Dans une Hollywood où bigger and faster ne rime plus réellement avec better, le cinéaste répond par une surenchère encore plus démesurée qu'auparavant, faisant de John Wick : Chapitre 4 l'épisode le plus incroyablement long - 2h50 minutes - tout autant que l'opus le plus spectaculairement fou et rythmé, un cran en dessous certes du second (et meilleur) film dont il reprend - comme l'épisode précédent - la même formule scénaristique tout en la simplifiant encore un petit peu plus, pour privilégier avant tout et surtout l'action, plus atmosphérique et chargée en adrénaline que jamais.

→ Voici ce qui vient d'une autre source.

//! Frequency transformations of analog prototypes and the bilinear transform.
//!
//! All the transformations work on zero-pole-gain representations, which are
//! numerically better behaved than transfer function coefficients for high
//! orders.

use crate::types::Zpk;
use num_complex::Complex;
use num_traits::Float;

fn prod<T: Float, F: Fn(Complex<T>) -> Complex<T>>(values: &[Complex<T>], f: F) -> Complex<T> {
    values
        .iter()
        .fold(Complex::new(T::one(), T::zero()), |acc, &x| acc * f(x))
}

// Re(prod(-z) / prod(-p))
fn inverse_gain_factor<T: Float>(zpk: &Zpk<T>) -> T {
    (prod(&zpk.zeros, |z| -z) / prod(&zpk.poles, |p| -p)).re
}

/// Transforms a lowpass prototype into a lowpass filter with cutoff `wo`.
pub fn lp2lp<T: Float>(zpk: &Zpk<T>, wo: T) -> Zpk<T> {
    let degree = zpk.relative_degree();
    Zpk {
        zeros: zpk.zeros.iter().map(|&z| z * wo).collect(),
        poles: zpk.poles.iter().map(|&p| p * wo).collect(),
        gain: zpk.gain * wo.powi(degree as i32),
    }
}

/// Transforms a lowpass prototype into a highpass filter with cutoff `wo`.
///
/// The zeros at infinity of the prototype are moved to the origin.
pub fn lp2hp<T: Float>(zpk: &Zpk<T>, wo: T) -> Zpk<T> {
    let degree = zpk.relative_degree();
    let wo = Complex::new(wo, T::zero());
    let mut zeros: Vec<Complex<T>> = zpk.zeros.iter().map(|&z| wo / z).collect();
    zeros.extend(std::iter::repeat_n(Complex::new(T::zero(), T::zero()), degree));
    Zpk {
        zeros,
        poles: zpk.poles.iter().map(|&p| wo / p).collect(),
        gain: zpk.gain * inverse_gain_factor(zpk),
    }
}

// Maps each root r to the pair s +/- sqrt(s^2 - wo^2), with s = f(r).
fn split_roots<T: Float, F: Fn(Complex<T>) -> Complex<T>>(
    roots: &[Complex<T>],
    wo: T,
    f: F,
) -> Vec<Complex<T>> {
    let wo_sq = wo * wo;
    let scaled: Vec<Complex<T>> = roots.iter().map(|&r| f(r)).collect();
    let plus = scaled.iter().map(|&s| s + (s * s - wo_sq).sqrt());
    let minus = scaled.iter().map(|&s| s - (s * s - wo_sq).sqrt());
    plus.chain(minus).collect()
}

/// Transforms a lowpass prototype into a bandpass filter with center
/// frequency `wo` and bandwidth `bw`.
pub fn lp2bp<T: Float>(zpk: &Zpk<T>, wo: T, bw: T) -> Zpk<T> {
    let degree = zpk.relative_degree();
    let half_bw = bw / T::from(2.0).unwrap();
    let mut zeros = split_roots(&zpk.zeros, wo, |z| z * half_bw);
    zeros.extend(std::iter::repeat_n(Complex::new(T::zero(), T::zero()), degree));
    Zpk {
        zeros,
        poles: split_roots(&zpk.poles, wo, |p| p * half_bw),
        gain: zpk.gain * bw.powi(degree as i32),
    }
}

/// Transforms a lowpass prototype into a bandstop filter with center
/// frequency `wo` and bandwidth `bw`.
///
/// The zeros at infinity of the prototype are moved to `+/- i wo`.
pub fn lp2bs<T: Float>(zpk: &Zpk<T>, wo: T, bw: T) -> Zpk<T> {
    let degree = zpk.relative_degree();
    let half_bw = Complex::new(bw / T::from(2.0).unwrap(), T::zero());
    let mut zeros = split_roots(&zpk.zeros, wo, |z| half_bw / z);
    zeros.extend(std::iter::repeat_n(Complex::new(T::zero(), wo), degree));
    zeros.extend(std::iter::repeat_n(Complex::new(T::zero(), -wo), degree));
    Zpk {
        zeros,
        poles: split_roots(&zpk.poles, wo, |p| half_bw / p),
        gain: zpk.gain * inverse_gain_factor(zpk),
    }
}

/// Bilinear transform of an analog filter for a sample rate `fs`.
///
/// The zeros at infinity of the analog filter are mapped to the Nyquist
/// frequency, `z = -1`.
pub fn bilinear<T: Float>(zpk: &Zpk<T>, fs: T) -> Zpk<T> {
    let degree = zpk.relative_degree();
    let fs2 = fs + fs;
    let map = |x: Complex<T>| (x + fs2) / (-x + fs2);
    let mut zeros: Vec<Complex<T>> = zpk.zeros.iter().map(|&z| map(z)).collect();
    zeros.extend(std::iter::repeat_n(Complex::new(-T::one(), T::zero()), degree));
    let gain = (prod(&zpk.zeros, |z| -z + fs2) / prod(&zpk.poles, |p| -p + fs2)).re;
    Zpk {
        zeros,
        poles: zpk.poles.iter().map(|&p| map(p)).collect(),
        gain: zpk.gain * gain,
    }
}

#[cfg(test)]
mod test {
    use super::*;
    use crate::polynomial::{polyval, zpk2tf};

    fn first_order() -> Zpk<f64> {
        Zpk {
            zeros: Vec::new(),
            poles: vec![Complex::new(-1.0, 0.0)],
            gain: 1.0,
        }
    }

    fn analog_response(zpk: &Zpk<f64>, w: f64) -> f64 {
        let tf = zpk2tf(zpk);
        let s = Complex::new(0.0, w);
        (polyval(&tf.b, s) / polyval(&tf.a, s)).norm()
    }

    #[test]
    fn lowpass_scaling() {
        let zpk = lp2lp(&first_order(), 3.0);
        assert_eq!(zpk.poles, vec![Complex::new(-3.0, 0.0)]);
        assert_eq!(zpk.gain, 3.0);
        assert!((analog_response(&zpk, 3.0) - 0.5f64.sqrt()).abs() < 1e-15);
    }

    #[test]
    fn highpass() {
        let zpk = lp2hp(&first_order(), 2.0);
        assert_eq!(zpk.zeros, vec![Complex::new(0.0, 0.0)]);
        assert_eq!(zpk.poles, vec![Complex::new(-2.0, 0.0)]);
        assert_eq!(zpk.gain, 1.0);
        assert!((analog_response(&zpk, 2.0) - 0.5f64.sqrt()).abs() < 1e-15);
        assert!((analog_response(&zpk, 1e6) - 1.0).abs() < 1e-9);
    }

    #[test]
    fn bandpass_and_bandstop() {
        let (wo, bw) = (2.0, 1.0);
        let bp = lp2bp(&first_order(), wo, bw);
        assert_eq!(bp.zeros.len(), 1);
        assert_eq!(bp.poles.len(), 2);
        assert!((analog_response(&bp, wo) - 1.0).abs() < 1e-12);

        let bs = lp2bs(&first_order(), wo, bw);
        assert_eq!(bs.zeros.len(), 2);
        assert!(bs.zeros.iter().all(|z| z.re == 0.0 && z.im.abs() == wo));
        assert!(analog_response(&bs, wo) < 1e-12);
        assert!((analog_response(&bs, 1e-6) - 1.0).abs() < 1e-9);
    }

    #[test]
    fn bilinear_first_order() {
        // H(s) = 1 / (s + 1) at fs = 2
        let zpk = bilinear(&first_order(), 2.0);
        assert_eq!(zpk.zeros, vec![Complex::new(-1.0, 0.0)]);
        assert!((zpk.poles[0] - Complex::new(0.6, 0.0)).norm() < 1e-15);
        assert!((zpk.gain - 0.2).abs() < 1e-15);
        // DC gain is preserved
        let tf = zpk2tf(&zpk);
        let dc: f64 = tf.b.iter().sum::<f64>() / tf.a.iter().sum::<f64>();
        assert!((dc - 1.0).abs() < 1e-15);
    }
}
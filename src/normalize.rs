//! Frequency normalization.
//!
//! Specifications are given in Hz. Order selection works in rad/s for analog
//! designs and in fractions of the Nyquist frequency for digital designs. The
//! functions in this module convert between these units and implement the
//! tangent pre-warping used to run analog order formulas on digital edges.

use crate::{
    classify::classify,
    error::{InvalidParameter, Result},
    spec::FilterSpecification,
    types::{Domain, Edges, FilterKind},
};
use num_traits::{Float, FloatConst};

/// Filter specification in the working units of the order selection
/// algorithms.
///
/// Frequencies are in rad/s for [`Domain::Analog`] and in fractions of the
/// Nyquist frequency for [`Domain::Digital`]. Attenuations, ripple and sample
/// rate are carried over unchanged, and the filter kind is the classification
/// of the edges. A `NormalizedSpec` is only produced by [`normalize`] and is
/// never modified afterwards.
#[derive(Debug, Copy, Clone, PartialEq)]
pub struct NormalizedSpec<T> {
    domain: Domain,
    kind: FilterKind,
    passband: Edges<T>,
    stopband: Edges<T>,
    passband_attenuation: T,
    stopband_attenuation: T,
    ripple: Option<T>,
    sample_rate: Option<T>,
}

impl<T: Copy> NormalizedSpec<T> {
    /// Returns the design domain.
    pub fn domain(&self) -> Domain {
        self.domain
    }

    /// Returns the filter kind.
    pub fn kind(&self) -> FilterKind {
        self.kind
    }

    /// Returns the normalized passband edges.
    pub fn passband(&self) -> Edges<T> {
        self.passband
    }

    /// Returns the normalized stopband edges.
    pub fn stopband(&self) -> Edges<T> {
        self.stopband
    }

    /// Returns the maximum passband loss, in dB.
    pub fn passband_attenuation(&self) -> T {
        self.passband_attenuation
    }

    /// Returns the minimum stopband rejection, in dB.
    pub fn stopband_attenuation(&self) -> T {
        self.stopband_attenuation
    }

    /// Returns the passband ripple, in dB, if the specification had one.
    pub fn ripple(&self) -> Option<T> {
        self.ripple
    }

    /// Returns the sample rate, in Hz, if the specification had one.
    pub fn sample_rate(&self) -> Option<T> {
        self.sample_rate
    }
}

impl<T: Float + FloatConst> NormalizedSpec<T> {
    /// Creates a specification from edges that are already in the working
    /// units of `domain`.
    ///
    /// The edges and attenuations are validated as in
    /// [`FilterSpecification::new`] and classified. Digital edges must be
    /// below one (the Nyquist frequency).
    pub fn from_normalized(
        domain: Domain,
        passband: impl Into<Edges<T>>,
        stopband: impl Into<Edges<T>>,
        passband_attenuation: T,
        stopband_attenuation: T,
    ) -> Result<NormalizedSpec<T>> {
        let spec = FilterSpecification::new(
            passband,
            stopband,
            passband_attenuation,
            stopband_attenuation,
        )?;
        let passband = spec.passband_frequency();
        let stopband = spec.stopband_frequency();
        let kind = classify(&passband, &stopband)?;
        if domain == Domain::Digital
            && passband
                .to_vec()
                .into_iter()
                .chain(stopband.to_vec())
                .any(|x| x >= T::one())
        {
            return Err(InvalidParameter::AboveNyquist.into());
        }
        Ok(NormalizedSpec {
            domain,
            kind,
            passband,
            stopband,
            passband_attenuation,
            stopband_attenuation,
            ripple: None,
            sample_rate: None,
        })
    }

    /// Returns a copy of the specification with the given ripple, in dB.
    pub fn with_ripple(mut self, ripple: T) -> Result<NormalizedSpec<T>> {
        if !ripple.is_finite() {
            return Err(InvalidParameter::NonFinite("ripple").into());
        }
        if ripple <= T::zero() {
            return Err(InvalidParameter::NonPositiveRipple.into());
        }
        self.ripple = Some(ripple);
        Ok(self)
    }
}

/// Classifies a filter specification and converts it to the working units of
/// `domain`.
///
/// The classification is done as in [`classify`]. For analog designs every frequency is multiplied by `2*pi`. For digital
/// designs the specification must have a sample rate, every edge must be
/// below the Nyquist frequency, and the edges are divided by the Nyquist
/// frequency.
pub fn normalize<T: Float + FloatConst>(
    spec: &FilterSpecification<T>,
    domain: Domain,
) -> Result<NormalizedSpec<T>> {
    let kind = classify(&spec.passband_frequency(), &spec.stopband_frequency())?;
    let sample_rate = spec.sample_rate();
    let passband = normalize_edges(spec.passband_frequency(), domain, sample_rate)?;
    let stopband = normalize_edges(spec.stopband_frequency(), domain, sample_rate)?;
    tracing::debug!(?domain, %kind, "normalized edges");
    Ok(NormalizedSpec {
        domain,
        kind,
        passband,
        stopband,
        passband_attenuation: spec.passband_attenuation(),
        stopband_attenuation: spec.stopband_attenuation(),
        ripple: spec.ripple(),
        sample_rate,
    })
}

/// Converts frequencies in Hz to the working units of `domain`.
///
/// This is the conversion used by [`normalize`]. It is also used to convert
/// critical frequencies given directly by the caller.
pub fn normalize_edges<T: Float + FloatConst>(
    edges: Edges<T>,
    domain: Domain,
    sample_rate: Option<T>,
) -> Result<Edges<T>> {
    edges.check_positive()?;
    match domain {
        Domain::Analog => Ok(edges.map(|f| f * T::TAU())),
        Domain::Digital => {
            let sample_rate = sample_rate.ok_or(InvalidParameter::MissingSampleRate)?;
            let nyquist = sample_rate / T::from(2.0).unwrap();
            edges.try_map(|f| {
                if f >= nyquist {
                    Err(InvalidParameter::AboveNyquist.into())
                } else {
                    Ok(f / nyquist)
                }
            })
        }
    }
}

/// Pre-warps a frequency given as a fraction of the Nyquist frequency.
///
/// Returns `tan(pi * x / 2)`, which is the analog frequency that the bilinear
/// transform with a sample rate of 2 maps onto `x`.
pub fn prewarp<T: Float + FloatConst>(x: T) -> T {
    (T::FRAC_PI_2() * x).tan()
}

/// Inverse of [`prewarp`].
///
/// Returns `(2 / pi) * atan(w)`.
pub fn unwarp<T: Float + FloatConst>(w: T) -> T {
    w.atan() / T::FRAC_PI_2()
}

#[cfg(test)]
mod test {
    use super::*;
    use crate::{error::Error, spec::SpecificationBuilder};
    use std::f64::consts::PI;

    #[test]
    fn analog_round_trip() {
        for f in [1e-3, 0.1, 1.0, 7.5, 100.0, 44100.0] {
            let normalized = normalize_edges(Edges::Single(f), Domain::Analog, None).unwrap();
            assert!((normalized.first() / (2.0 * PI) - f).abs() <= 1e-12 * f);
        }
        let spec = FilterSpecification::new([1.0, 7.0], [2.0, 6.0], 1.0, 80.0).unwrap();
        let normalized = normalize(&spec, Domain::Analog).unwrap();
        assert_eq!(normalized.passband(), Edges::Pair(2.0 * PI, 14.0 * PI));
        assert_eq!(normalized.stopband(), Edges::Pair(4.0 * PI, 12.0 * PI));
        assert_eq!(normalized.passband_attenuation(), 1.0);
        assert_eq!(normalized.stopband_attenuation(), 80.0);
        assert_eq!(normalized.kind(), FilterKind::Bandstop);
    }

    #[test]
    fn meaningless_edges() {
        let spec = FilterSpecification::new([6.0, 1.0], [6.0, 6.0], 1.0, 80.0).unwrap();
        assert_eq!(normalize(&spec, Domain::Analog), Err(Error::MeaninglessFilter));
    }

    #[test]
    fn digital() {
        let mut spec = FilterSpecification::new(10.0, 100.0, 1.0, 80.0).unwrap();
        assert_eq!(
            normalize(&spec, Domain::Digital),
            Err(InvalidParameter::MissingSampleRate.into())
        );
        spec.set_sample_rate(500.0).unwrap();
        let normalized = normalize(&spec, Domain::Digital).unwrap();
        assert_eq!(normalized.passband(), Edges::Single(0.04));
        assert_eq!(normalized.stopband(), Edges::Single(0.4));
        spec.set_sample_rate(200.0).unwrap();
        assert_eq!(
            normalize(&spec, Domain::Digital),
            Err(Error::InvalidParameter(InvalidParameter::AboveNyquist))
        );
    }

    #[test]
    fn already_normalized() {
        let spec =
            NormalizedSpec::from_normalized(Domain::Digital, [0.1, 0.2], [0.05, 0.3], 1.0, 40.0)
                .unwrap();
        assert_eq!(spec.kind(), FilterKind::Bandpass);
        assert_eq!(spec.sample_rate(), None);
        assert_eq!(
            NormalizedSpec::from_normalized(Domain::Digital, 0.5, 1.0, 1.0, 40.0),
            Err(InvalidParameter::AboveNyquist.into())
        );
        assert!(NormalizedSpec::from_normalized(Domain::Analog, 5.0, 1.0, 1.0, 40.0).is_ok());
        let spec = spec.with_ripple(0.5).unwrap();
        assert_eq!(spec.ripple(), Some(0.5));
    }

    #[test]
    fn prewarp_inverse() {
        for x in [0.001, 0.04, 0.25, 0.5, 0.9] {
            assert!((unwarp(prewarp(x)) - x).abs() < 1e-14);
        }
        assert!((prewarp(0.5) - 1.0).abs() < 1e-15);
    }
}
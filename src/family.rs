//! Filter family strategies.
//!
//! Each classical family is a unit struct implementing [`FamilyStrategy`],
//! which bundles the order selection algorithm, the analog lowpass prototype
//! and the extra parameters that the prototype needs.
//! [`FilterFamily::strategy`] maps each family to its strategy.

use crate::{
    band_edge::BandEdgeOptimizer,
    classical::{
        besselap, buttap, buttord, cheb1ap, cheb1ord, cheb2ap, cheb2ord, ellipap, ellipord,
    },
    dispatch::{Extra, Extras},
    error::{Error, InvalidParameter, Result},
    normalize::NormalizedSpec,
    polynomial::RootFinder,
    types::{DesignResult, FilterFamily, Target, Zpk},
};
use num_traits::{Float, FloatConst};

/// Algorithms of a classical filter family.
pub trait FamilyStrategy<T> {
    /// Returns the family implemented by this strategy.
    fn family(&self) -> FilterFamily;

    /// Returns the extra parameters required by [`analog_prototype`].
    ///
    /// [`analog_prototype`]: FamilyStrategy::analog_prototype
    fn required_extras(&self) -> &'static [Extra];

    /// Selects the order and critical frequency of a filter of this family.
    fn compute_order(
        &self,
        optimizer: &BandEdgeOptimizer<T>,
        spec: &NormalizedSpec<T>,
        target: Target,
    ) -> Result<DesignResult<T>>;

    /// Returns the analog lowpass prototype of the given order.
    ///
    /// The `root_finder` is used by the families whose prototypes have no
    /// closed form.
    fn analog_prototype(
        &self,
        order: usize,
        extras: &Extras<T>,
        root_finder: &dyn RootFinder<T>,
    ) -> Result<Zpk<T>>;
}

impl FilterFamily {
    /// Returns the strategy that implements this family.
    pub fn strategy<T: Float + FloatConst + 'static>(self) -> Box<dyn FamilyStrategy<T>> {
        match self {
            FilterFamily::Butterworth => Box::new(Butterworth),
            FilterFamily::ChebyshevI => Box::new(ChebyshevI),
            FilterFamily::ChebyshevII => Box::new(ChebyshevII),
            FilterFamily::Elliptic => Box::new(Elliptic),
            FilterFamily::Bessel => Box::new(Bessel),
        }
    }
}

// Only the Butterworth family has a stopband-matched algorithm.
fn passband_only(family: FilterFamily, target: Target) -> Result<()> {
    match target {
        Target::Passband => Ok(()),
        Target::Stopband => Err(Error::UnsupportedFamily { family, target }),
    }
}

fn require_ripple<T: Copy>(family: FilterFamily, spec: &NormalizedSpec<T>) -> Result<()> {
    match spec.ripple() {
        Some(_) => Ok(()),
        None => Err(InvalidParameter::MissingExtra {
            family,
            extra: Extra::Ripple.name(),
        }
        .into()),
    }
}

/// Butterworth family.
#[derive(Debug, Copy, Clone, Eq, PartialEq, Hash, Default)]
pub struct Butterworth;

impl<T: Float + FloatConst> FamilyStrategy<T> for Butterworth {
    fn family(&self) -> FilterFamily {
        FilterFamily::Butterworth
    }

    fn required_extras(&self) -> &'static [Extra] {
        &[]
    }

    fn compute_order(
        &self,
        optimizer: &BandEdgeOptimizer<T>,
        spec: &NormalizedSpec<T>,
        target: Target,
    ) -> Result<DesignResult<T>> {
        match target {
            Target::Passband => buttord(optimizer, spec),
            Target::Stopband => optimizer.stopband_matched(spec),
        }
    }

    fn analog_prototype(
        &self,
        order: usize,
        _extras: &Extras<T>,
        _root_finder: &dyn RootFinder<T>,
    ) -> Result<Zpk<T>> {
        buttap(order)
    }
}

/// Chebyshev type I family.
#[derive(Debug, Copy, Clone, Eq, PartialEq, Hash, Default)]
pub struct ChebyshevI;

impl<T: Float + FloatConst> FamilyStrategy<T> for ChebyshevI {
    fn family(&self) -> FilterFamily {
        FilterFamily::ChebyshevI
    }

    fn required_extras(&self) -> &'static [Extra] {
        &[Extra::Ripple]
    }

    fn compute_order(
        &self,
        optimizer: &BandEdgeOptimizer<T>,
        spec: &NormalizedSpec<T>,
        target: Target,
    ) -> Result<DesignResult<T>> {
        passband_only(FilterFamily::ChebyshevI, target)?;
        require_ripple(FilterFamily::ChebyshevI, spec)?;
        cheb1ord(optimizer, spec)
    }

    fn analog_prototype(
        &self,
        order: usize,
        extras: &Extras<T>,
        _root_finder: &dyn RootFinder<T>,
    ) -> Result<Zpk<T>> {
        cheb1ap(order, extras.require(FilterFamily::ChebyshevI, Extra::Ripple)?)
    }
}

/// Chebyshev type II family.
#[derive(Debug, Copy, Clone, Eq, PartialEq, Hash, Default)]
pub struct ChebyshevII;

impl<T: Float + FloatConst> FamilyStrategy<T> for ChebyshevII {
    fn family(&self) -> FilterFamily {
        FilterFamily::ChebyshevII
    }

    fn required_extras(&self) -> &'static [Extra] {
        &[Extra::StopbandAttenuation]
    }

    fn compute_order(
        &self,
        optimizer: &BandEdgeOptimizer<T>,
        spec: &NormalizedSpec<T>,
        target: Target,
    ) -> Result<DesignResult<T>> {
        passband_only(FilterFamily::ChebyshevII, target)?;
        cheb2ord(optimizer, spec)
    }

    fn analog_prototype(
        &self,
        order: usize,
        extras: &Extras<T>,
        _root_finder: &dyn RootFinder<T>,
    ) -> Result<Zpk<T>> {
        let rs = extras.require(FilterFamily::ChebyshevII, Extra::StopbandAttenuation)?;
        cheb2ap(order, rs)
    }
}

/// Elliptic (Cauer) family.
#[derive(Debug, Copy, Clone, Eq, PartialEq, Hash, Default)]
pub struct Elliptic;

impl<T: Float + FloatConst> FamilyStrategy<T> for Elliptic {
    fn family(&self) -> FilterFamily {
        FilterFamily::Elliptic
    }

    fn required_extras(&self) -> &'static [Extra] {
        &[Extra::Ripple, Extra::StopbandAttenuation]
    }

    fn compute_order(
        &self,
        optimizer: &BandEdgeOptimizer<T>,
        spec: &NormalizedSpec<T>,
        target: Target,
    ) -> Result<DesignResult<T>> {
        passband_only(FilterFamily::Elliptic, target)?;
        require_ripple(FilterFamily::Elliptic, spec)?;
        ellipord(optimizer, spec)
    }

    fn analog_prototype(
        &self,
        order: usize,
        extras: &Extras<T>,
        _root_finder: &dyn RootFinder<T>,
    ) -> Result<Zpk<T>> {
        let rp = extras.require(FilterFamily::Elliptic, Extra::Ripple)?;
        let rs = extras.require(FilterFamily::Elliptic, Extra::StopbandAttenuation)?;
        ellipap(order, rp, rs)
    }
}

/// Bessel family.
///
/// There is no order formula for Bessel filters. The Butterworth order
/// formula matched at the passband is used instead.
#[derive(Debug, Copy, Clone, Eq, PartialEq, Hash, Default)]
pub struct Bessel;

impl<T: Float + FloatConst> FamilyStrategy<T> for Bessel {
    fn family(&self) -> FilterFamily {
        FilterFamily::Bessel
    }

    fn required_extras(&self) -> &'static [Extra] {
        &[]
    }

    fn compute_order(
        &self,
        optimizer: &BandEdgeOptimizer<T>,
        spec: &NormalizedSpec<T>,
        target: Target,
    ) -> Result<DesignResult<T>> {
        passband_only(FilterFamily::Bessel, target)?;
        buttord(optimizer, spec)
    }

    fn analog_prototype(
        &self,
        order: usize,
        _extras: &Extras<T>,
        root_finder: &dyn RootFinder<T>,
    ) -> Result<Zpk<T>> {
        besselap(order, root_finder)
    }
}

Si tout avait commencé comme un simple et burné revenge movie (Wick quittait sa retraite pour venger la mort de son chien, unique cadeau de son épouse décédée, et du vol de sa Ford Mustang en liquidant le rejeton puis son paternel seigneur du crime russe - badigeonné avec une bonne cinquantaine de meurtres autour), la franchise a vite su se démarquer du carcan limité du genre en développant intelligemment sa mythologie foisonnante (et source apparemment inépuisable d'assassins), où John Wick incarnait in fine une épine dans le pied en costume trois pièces, que la fameuse Grande Table aimerait retirer du jeu tant il est la seule entité inébranlable au monde qui puisse réellement avoir un impact néfaste sur cette société criminelle à la lisière de la confrérie religieuse (avec un doigt de valeurs issues du Japon féodal avec ses notions d'éthique, de loyauté et d'honneur).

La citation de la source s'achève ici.